XML Parsing libraries
perl
- xml tree
c++
- A. Keller's "tag" system:
All Parser programs (children of Parser.cxx) parse pepXML and protXML with the constrain that all text be enclosed within a 'tag' such as the following example:
<mytag name="akeller"><email address="akeller@systemsbiology.org/></mytag>
NOT ACCEPTABLE are files with text outside of a bracket tag enclosure, such as 'akeller' in the following illegal example:
<illegaltag>akeller</illegaltag>
- J. Tasman code
System Requirements
Webserver
Webserver with access to data directories. See configuration section below. Apache support is the default configuration and is installed and configured on port 1441 automatically as part of the current cygwin installation. IIS on windows is no longer a supported configuration.
XSLT Processor
The TPP currently relies on an "xsl transform" processor for manipulating XML data.
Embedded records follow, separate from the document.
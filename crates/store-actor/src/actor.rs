//! # Generic Actor Server
//!
//! This module defines the `ResourceActor`, the core component that manages the lifecycle
//! and persisted state of one collection. It implements the "Server" side of the Actor
//! Model, processing messages sequentially and ensuring exclusive access to the collection.

use crate::client::ResourceClient;
use crate::entity::ActorEntity;
use crate::error::FrameworkError;
use crate::message::ResourceRequest;
use crate::storage::{decode_records, encode_records, CollectionStore};
use std::collections::HashMap;
use std::future::Future;
use std::sync::Arc;
use tokio::sync::mpsc;
use tracing::{debug, info, warn};

/// The generic actor that owns one persisted collection.
///
/// # Architecture Note
/// This struct is the "Server" half of the actor. It owns the state (`entries`), the
/// receiver end of the channel and the persistence adapter for its collection.
///
/// **Concurrency Model**:
/// Each actor processes its own messages *sequentially* in a loop, so every request is one
/// complete read-modify-write transaction on the collection. Two callers racing to take
/// the last room of a hotel are served one after the other: the second one sees the first
/// one's write. No `Mutex` or `RwLock` is needed for the entries.
///
/// # Usage Pattern
///
/// 1.  **Create**: Call `ResourceActor::new()` to get the `actor` (server) and `client` (interface).
/// 2.  **Wire**: Pass dependencies (other clients) into `actor.run(context)`.
/// 3.  **Run**: Spawn the actor's run loop in a background task.
///
/// ```rust,ignore
/// let storage: Arc<dyn CollectionStore> = Arc::new(MemoryStore::new());
/// let (actor, client) = ResourceActor::<Hotel>::new(32, storage);
/// tokio::spawn(actor.run(()));
/// let hotel = client.create(HotelCreate { .. }).await?;
/// ```
///
/// # Implementation Details
///
/// Entries are kept in a `Vec` (insertion order, which is the order `List` returns and
/// the order records are saved in) with a `HashMap` index from id to position.
///
/// Every write builds a candidate, saves the full collection *with the candidate in place*
/// and only then commits it to memory. A failed save leaves memory untouched and is
/// reported as [`FrameworkError::Storage`].
pub struct ResourceActor<T: ActorEntity> {
    receiver: mpsc::Receiver<ResourceRequest<T>>,
    storage: Arc<dyn CollectionStore>,
    entries: Vec<T>,
    index: HashMap<T::Id, usize>,
}

impl<T: ActorEntity> ResourceActor<T> {
    /// Creates a new `ResourceActor` and its associated `ResourceClient`.
    ///
    /// # Arguments
    ///
    /// * `buffer_size` - The capacity of the MPSC channel. If the channel is full,
    ///   calls to the client will wait until there is space.
    /// * `storage` - Persistence adapter holding [`ActorEntity::COLLECTION`].
    pub fn new(buffer_size: usize, storage: Arc<dyn CollectionStore>) -> (Self, ResourceClient<T>) {
        let (sender, receiver) = mpsc::channel(buffer_size);
        let actor = Self {
            receiver,
            storage,
            entries: Vec::new(),
            index: HashMap::new(),
        };
        let client = ResourceClient::new(sender);
        (actor, client)
    }

    /// Runs the actor's event loop, processing messages until the channel closes.
    ///
    /// The collection is loaded from storage before the first message is handled.
    ///
    /// # Context Injection
    /// The `context` argument is injected into every entity hook. This allows entities
    /// to access external dependencies (like other clients) that were created *after*
    /// the actor was instantiated but *before* the loop started.
    pub async fn run(mut self, context: T::Context) {
        let entity_type = T::COLLECTION;
        self.hydrate().await;
        info!(entity_type, size = self.entries.len(), "Actor started");

        while let Some(msg) = self.receiver.recv().await {
            match msg {
                ResourceRequest::Create { params, respond_to } => {
                    debug!(entity_type, ?params, "Create");
                    let _ = respond_to.send(self.create(params, &context).await);
                }
                ResourceRequest::Get { id, respond_to } => {
                    let item = self.position(&id).map(|pos| self.entries[pos].clone());
                    debug!(entity_type, %id, found = item.is_some(), "Get");
                    let _ = respond_to.send(Ok(item));
                }
                ResourceRequest::List { respond_to } => {
                    debug!(entity_type, size = self.entries.len(), "List");
                    let _ = respond_to.send(Ok(self.entries.clone()));
                }
                ResourceRequest::Update {
                    id,
                    update,
                    respond_to,
                } => {
                    debug!(entity_type, %id, ?update, "Update");
                    let _ = respond_to.send(self.update(id, update, &context).await);
                }
                ResourceRequest::Delete { id, respond_to } => {
                    debug!(entity_type, %id, "Delete");
                    let _ = respond_to.send(self.delete(id, &context).await);
                }
                ResourceRequest::Action {
                    id,
                    action,
                    respond_to,
                } => {
                    debug!(entity_type, %id, ?action, "Action");
                    let _ = respond_to.send(self.perform_action(id, action, &context).await);
                }
            }
        }

        info!(entity_type, size = self.entries.len(), "Shutdown");
    }

    async fn hydrate(&mut self) {
        let records = self.storage.load(T::COLLECTION).await;
        for item in decode_records::<T>(T::COLLECTION, records) {
            if !item.is_consistent() {
                warn!(entity_type = T::COLLECTION, id = %item.id(), "Skipping inconsistent record");
                continue;
            }
            // Later duplicates replace the earlier record in place.
            match self.index.get(item.id()) {
                Some(&pos) => self.entries[pos] = item,
                None => {
                    self.index.insert(item.id().clone(), self.entries.len());
                    self.entries.push(item);
                }
            }
        }
    }

    fn position(&self, id: &T::Id) -> Option<usize> {
        self.index.get(id).copied()
    }

    /// Entries as they would look with `candidate` placed at `slot`.
    fn snapshot<'a>(&'a self, slot: Slot, candidate: Option<&'a T>) -> Vec<&'a T> {
        match (slot, candidate) {
            (Slot::Replace(pos), Some(candidate)) => self
                .entries
                .iter()
                .enumerate()
                .map(|(i, item)| if i == pos { candidate } else { item })
                .collect(),
            (Slot::Append, Some(candidate)) => {
                self.entries.iter().chain(std::iter::once(candidate)).collect()
            }
            (Slot::Remove(pos), _) => self
                .entries
                .iter()
                .enumerate()
                .filter(|(i, _)| *i != pos)
                .map(|(_, item)| item)
                .collect(),
            (_, None) => self.entries.iter().collect(),
        }
    }

    /// Saves the full collection with `candidate` at `slot`.
    ///
    /// The snapshot is encoded eagerly; the returned future owns everything it needs.
    fn persist(
        &self,
        slot: Slot,
        candidate: Option<&T>,
    ) -> impl Future<Output = Result<(), FrameworkError>> + Send + 'static {
        let storage = Arc::clone(&self.storage);
        let records = encode_records(T::COLLECTION, self.snapshot(slot, candidate));
        async move {
            let records = records?;
            storage.save(T::COLLECTION, &records).await?;
            Ok::<(), FrameworkError>(())
        }
    }

    async fn create(&mut self, params: T::Create, ctx: &T::Context) -> Result<T, FrameworkError> {
        let entity_type = T::COLLECTION;
        let mut item = T::from_create_params(params).map_err(|e| {
            warn!(entity_type, error = %e, "Create failed");
            FrameworkError::EntityError(Box::new(e))
        })?;

        let id = item.id().clone();
        if self.index.contains_key(&id) {
            warn!(entity_type, %id, "Already exists");
            return Err(FrameworkError::AlreadyExists(id.to_string()));
        }

        if let Err(e) = item.on_create(ctx).await {
            warn!(entity_type, %id, error = %e, "on_create failed");
            return Err(FrameworkError::EntityError(Box::new(e)));
        }

        if let Err(e) = self.persist(Slot::Append, Some(&item)).await {
            warn!(entity_type, %id, error = %e, "Persist failed, aborting create");
            item.on_create_aborted(ctx).await;
            return Err(e);
        }

        self.index.insert(id.clone(), self.entries.len());
        self.entries.push(item.clone());
        info!(entity_type, %id, size = self.entries.len(), "Created");
        Ok(item)
    }

    async fn update(
        &mut self,
        id: T::Id,
        update: T::Update,
        ctx: &T::Context,
    ) -> Result<T, FrameworkError> {
        let entity_type = T::COLLECTION;
        let Some(pos) = self.position(&id) else {
            warn!(entity_type, %id, "Not found");
            return Err(FrameworkError::NotFound(id.to_string()));
        };

        let mut candidate = self.entries[pos].clone();
        if let Err(e) = candidate.on_update(update, ctx).await {
            warn!(entity_type, %id, error = %e, "Update failed");
            return Err(FrameworkError::EntityError(Box::new(e)));
        }

        if let Err(e) = self.persist(Slot::Replace(pos), Some(&candidate)).await {
            warn!(entity_type, %id, error = %e, "Persist failed");
            return Err(e);
        }

        self.entries[pos] = candidate.clone();
        info!(entity_type, %id, "Updated");
        Ok(candidate)
    }

    async fn delete(&mut self, id: T::Id, ctx: &T::Context) -> Result<(), FrameworkError> {
        let entity_type = T::COLLECTION;
        let Some(pos) = self.position(&id) else {
            warn!(entity_type, %id, "Not found");
            return Err(FrameworkError::NotFound(id.to_string()));
        };

        if let Err(e) = self.entries[pos].on_delete(ctx).await {
            warn!(entity_type, %id, error = %e, "on_delete failed");
            return Err(FrameworkError::EntityError(Box::new(e)));
        }

        if let Err(e) = self.persist(Slot::Remove(pos), None).await {
            warn!(entity_type, %id, error = %e, "Persist failed");
            return Err(e);
        }

        self.entries.remove(pos);
        self.reindex();
        info!(entity_type, %id, size = self.entries.len(), "Deleted");
        Ok(())
    }

    async fn perform_action(
        &mut self,
        id: T::Id,
        action: T::Action,
        ctx: &T::Context,
    ) -> Result<T::ActionResult, FrameworkError> {
        let entity_type = T::COLLECTION;
        let Some(pos) = self.position(&id) else {
            warn!(entity_type, %id, "Not found");
            return Err(FrameworkError::NotFound(id.to_string()));
        };

        let mut candidate = self.entries[pos].clone();
        let result = match candidate.handle_action(action, ctx).await {
            Ok(result) => result,
            Err(e) => {
                warn!(entity_type, %id, error = %e, "Action failed");
                return Err(FrameworkError::EntityError(Box::new(e)));
            }
        };

        if let Err(e) = self.persist(Slot::Replace(pos), Some(&candidate)).await {
            warn!(entity_type, %id, error = %e, "Persist failed");
            return Err(e);
        }

        self.entries[pos] = candidate;
        info!(entity_type, %id, "Action ok");

        if let Err(e) = self.entries[pos].after_action(&result, ctx).await {
            warn!(entity_type, %id, error = %e, "after_action failed, state already committed");
            return Err(FrameworkError::EntityError(Box::new(e)));
        }
        Ok(result)
    }

    fn reindex(&mut self) {
        self.index = self
            .entries
            .iter()
            .enumerate()
            .map(|(pos, item)| (item.id().clone(), pos))
            .collect();
    }
}

#[derive(Debug, Clone, Copy)]
enum Slot {
    Append,
    Replace(usize),
    Remove(usize),
}
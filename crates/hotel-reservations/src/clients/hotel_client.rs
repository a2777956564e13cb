//! # Hotel Client
//!
//! Provides a high‑level API for interacting with the `Hotel` actor.
//! It wraps a `ResourceClient<Hotel>` and exposes the inventory actions as plain methods.
use crate::hotel_actor::{HotelAction, HotelActionResult, HotelError};
use crate::model::{Hotel, HotelCreate, HotelUpdate};
use async_trait::async_trait;
use store_actor::{ActorClient, FrameworkError, ResourceClient};
use tracing::{debug, instrument};

/// Client for interacting with the Hotel actor.
#[derive(Clone)]
pub struct HotelClient {
    inner: ResourceClient<Hotel>,
}

impl HotelClient {
    pub fn new(inner: ResourceClient<Hotel>) -> Self {
        Self { inner }
    }

    #[instrument(skip(self))]
    pub async fn create_hotel(&self, params: HotelCreate) -> Result<Hotel, HotelError> {
        debug!("Sending request");
        self.inner.create(params).await.map_err(HotelError::from)
    }

    #[instrument(skip(self))]
    pub async fn rename_hotel(&self, id: String, name: String) -> Result<Hotel, HotelError> {
        debug!("Sending request");
        self.inner
            .update(id, HotelUpdate { name })
            .await
            .map_err(HotelError::from)
    }

    /// Take one room of a hotel.
    ///
    /// Returns the number of rooms still available.
    #[instrument(skip(self))]
    pub async fn reserve_room(&self, id: String) -> Result<u32, HotelError> {
        debug!("Reserving a room at hotel {}", id);
        match self.inner.perform_action(id, HotelAction::ReserveRoom).await {
            Ok(HotelActionResult::RoomReserved(left)) => Ok(left),
            Ok(other) => Err(HotelError::ActorCommunicationError(format!(
                "unexpected reply to ReserveRoom: {other:?}"
            ))),
            Err(e) => Err(HotelError::from(e)),
        }
    }

    /// Give one room of a hotel back.
    ///
    /// Returns the number of rooms available afterwards.
    #[instrument(skip(self))]
    pub async fn release_room(&self, id: String) -> Result<u32, HotelError> {
        debug!("Releasing a room at hotel {}", id);
        match self.inner.perform_action(id, HotelAction::ReleaseRoom).await {
            Ok(HotelActionResult::RoomReleased(left)) => Ok(left),
            Ok(other) => Err(HotelError::ActorCommunicationError(format!(
                "unexpected reply to ReleaseRoom: {other:?}"
            ))),
            Err(e) => Err(HotelError::from(e)),
        }
    }
}

#[async_trait]
impl ActorClient<Hotel> for HotelClient {
    type Error = HotelError;

    fn inner(&self) -> &ResourceClient<Hotel> {
        &self.inner
    }

    fn map_error(e: FrameworkError) -> Self::Error {
        HotelError::from(e)
    }
}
- One such program, xsltproc, is usually distributed with Linux so you most likely already have it. It should reside in the /usr/bin/ directory. If it is not already on your computer, first try to install it via the standard package system for your distribution, or the cygwin installer for cygwin. Otherwise you can download it for free at: http://xmlsoft.org/XSLT/downloads.html
- Another freely available XSLT processor, Xalan, will also work fine with ProteinProphet. If you use it, just make sure it is installed in a directory already on the library path, or else set the LD_LIBRARY_PATH variable to include its location on the webserver:
Add LD_LIBRARY_PATH files to /etc/ld.so.conf Then type: ldconfig -v
The viewing of large xml files is sometimes slow. We are hoping to optimize the stylesheets in the future, and in some cases, bypass XSLT altogether.
Libraries
- expat-2.0.0 (copied to svn tree)
- boost 1.32
- xerces (version?)
You will need to install the following C libraries. These libraries are very common on linux distributions. Make sure that you do not already have them before trying to install. If you do need to install, first try to use the standard package system (e.g. RPMs for Fedora linux , cygwin installer for cygwin-- see below, etc.) If you cannot install them via the normal package system for your distribution, go to their website and download directly.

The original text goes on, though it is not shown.